W dzisiejszym odcinku - montowanie kamery IP w szafce. A konkretnie - w tej szafce:
z wykorzystaniem widocznych otworów.
Do tego jest potrzebne mocowanie z regulacją w każdej osi żeby spokojnie dopasować kamerę do otworów.
To po kolei:
Oryginalne mocowanie wygląda tak:
Wystarczy podmienić spód na coś regulowanego. Przykładowo - na to:
I już po wydruku: (FormFutura ApolloX Black)
Po zamontowaniu
widać to co ma być widać. Super.
Tylko pojawił się problem - samą kamerę też widać:
No to do roboty! W sumie to najprościej jakby była po prostu czarna. W czym problem...
Kamera:
Rozkręcanie pominę bo tam nic ciekawego nie było. 5 wkrętów do plastiku. Do tego odtłuszczenie i przygotowania zakończone.
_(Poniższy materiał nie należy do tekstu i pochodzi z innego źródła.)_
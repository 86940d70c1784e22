//! Conversion between recipes and stored documents.
//!
//! Reads are forgiving: a field that is missing or has the wrong type falls
//! back to its default and is logged, so one damaged document never fails a
//! whole listing.

use anyhow::Result;
use pk::basic_models::{Ingredient, MediaRef, Provenance, Recipe, RecipeDraft, UserProfile};
use pk::mealdb;
use serde_json::{Map, Value};

use crate::database::Document;

/// Serialize a recipe for storage
pub fn recipe_to_document(recipe: &Recipe) -> Result<Value> {
    Ok(serde_json::to_value(recipe)?)
}

/// Read a stored recipe.
///
/// The document id is the recipe id. `fallback` is the provenance used when
/// the document does not record one.
pub fn recipe_from_document(doc: &Document, fallback: Provenance) -> Recipe {
    let empty = Map::new();
    let fields = match &doc.body {
        Value::Object(fields) => fields,
        other => {
            tracing::warn!("Recipe document {} is not an object: {}", doc.path, other);
            &empty
        }
    };
    let provenance = fields
        .get("provenance")
        .and_then(|v| serde_json::from_value(v.clone()).ok())
        .unwrap_or(fallback);

    Recipe::restore(
        doc.id.clone(),
        provenance,
        RecipeDraft {
            name: string_field(fields, "name"),
            category: string_field(fields, "category"),
            area: string_field(fields, "area"),
            instructions: string_field(fields, "instructions"),
            tags: optional_string_field(fields, "tags"),
            youtube: optional_string_field(fields, "youtube"),
            ingredients: ingredients_field(fields),
            images: media_field(fields, "images"),
            videos: media_field(fields, "videos"),
        },
    )
}

/// Read a list of documents as recipes, in order
pub fn recipes_from_documents(docs: &[Document], fallback: Provenance) -> Vec<Recipe> {
    docs.iter()
        .map(|doc| recipe_from_document(doc, fallback))
        .collect()
}

pub fn profile_to_document(profile: &UserProfile) -> Result<Value> {
    Ok(serde_json::to_value(profile)?)
}

pub fn profile_from_document(body: &Value) -> UserProfile {
    let empty = Map::new();
    let fields = body.as_object().unwrap_or(&empty);
    UserProfile {
        uid: string_field(fields, "uid"),
        email: string_field(fields, "email"),
        first_name: string_field(fields, "firstName"),
        last_name: string_field(fields, "lastName"),
    }
}

fn string_field(fields: &Map<String, Value>, key: &str) -> String {
    optional_string_field(fields, key).unwrap_or_default()
}

fn optional_string_field(fields: &Map<String, Value>, key: &str) -> Option<String> {
    match fields.get(key)? {
        Value::Null => None,
        Value::String(s) => Some(s.clone()),
        other => {
            tracing::warn!("Ignoring {} with unexpected value {}", key, other);
            None
        }
    }
}

/// Ingredients are stored as a list of `{name, measure}` objects. Two older
/// shapes are also understood: parallel `ingredients` / `measures` string
/// lists, and the numbered slots of the public recipe API.
fn ingredients_field(fields: &Map<String, Value>) -> Vec<Ingredient> {
    match fields.get("ingredients") {
        Some(Value::Array(items)) => {
            let measures: &[Value] = match fields.get("measures") {
                Some(Value::Array(measures)) => measures.as_slice(),
                _ => &[],
            };
            items
                .iter()
                .enumerate()
                .filter_map(|(i, item)| match item {
                    Value::String(name) => Some(Ingredient {
                        name: name.clone(),
                        measure: measures
                            .get(i)
                            .and_then(Value::as_str)
                            .unwrap_or_default()
                            .to_string(),
                    }),
                    other => serde_json::from_value::<Ingredient>(other.clone())
                        .map_err(|e| tracing::warn!("Skipping unreadable ingredient: {}", e))
                        .ok(),
                })
                .collect()
        }
        Some(other) => {
            tracing::warn!("Ignoring ingredients with unexpected value {}", other);
            vec![]
        }
        None if fields.keys().any(|k| k.starts_with("strIngredient")) => {
            mealdb::decode_meal(fields).ingredients
        }
        None => vec![],
    }
}

fn media_field(fields: &Map<String, Value>, key: &str) -> Vec<MediaRef> {
    let Some(Value::Array(items)) = fields.get(key) else {
        return vec![];
    };
    items
        .iter()
        .filter_map(|item| match item {
            Value::String(url) => Some(MediaRef::url(url.clone())),
            other => serde_json::from_value::<MediaRef>(other.clone())
                .map_err(|e| tracing::warn!("Skipping unreadable {} entry: {}", key, e))
                .ok(),
        })
        .collect()
}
Fajnie jakby w razie czego dało się odzyskać oryginalny kolor. Niestety nie mam niczego czym mógłbym pokryć plastik, ale mogę sprawić żeby farba była zmywalna wodą. Wystarczy do farby dolać tego cuda:
Oczywiście na obudowę nie idzie żaden podkład, samej obudowy też nie szlifuję.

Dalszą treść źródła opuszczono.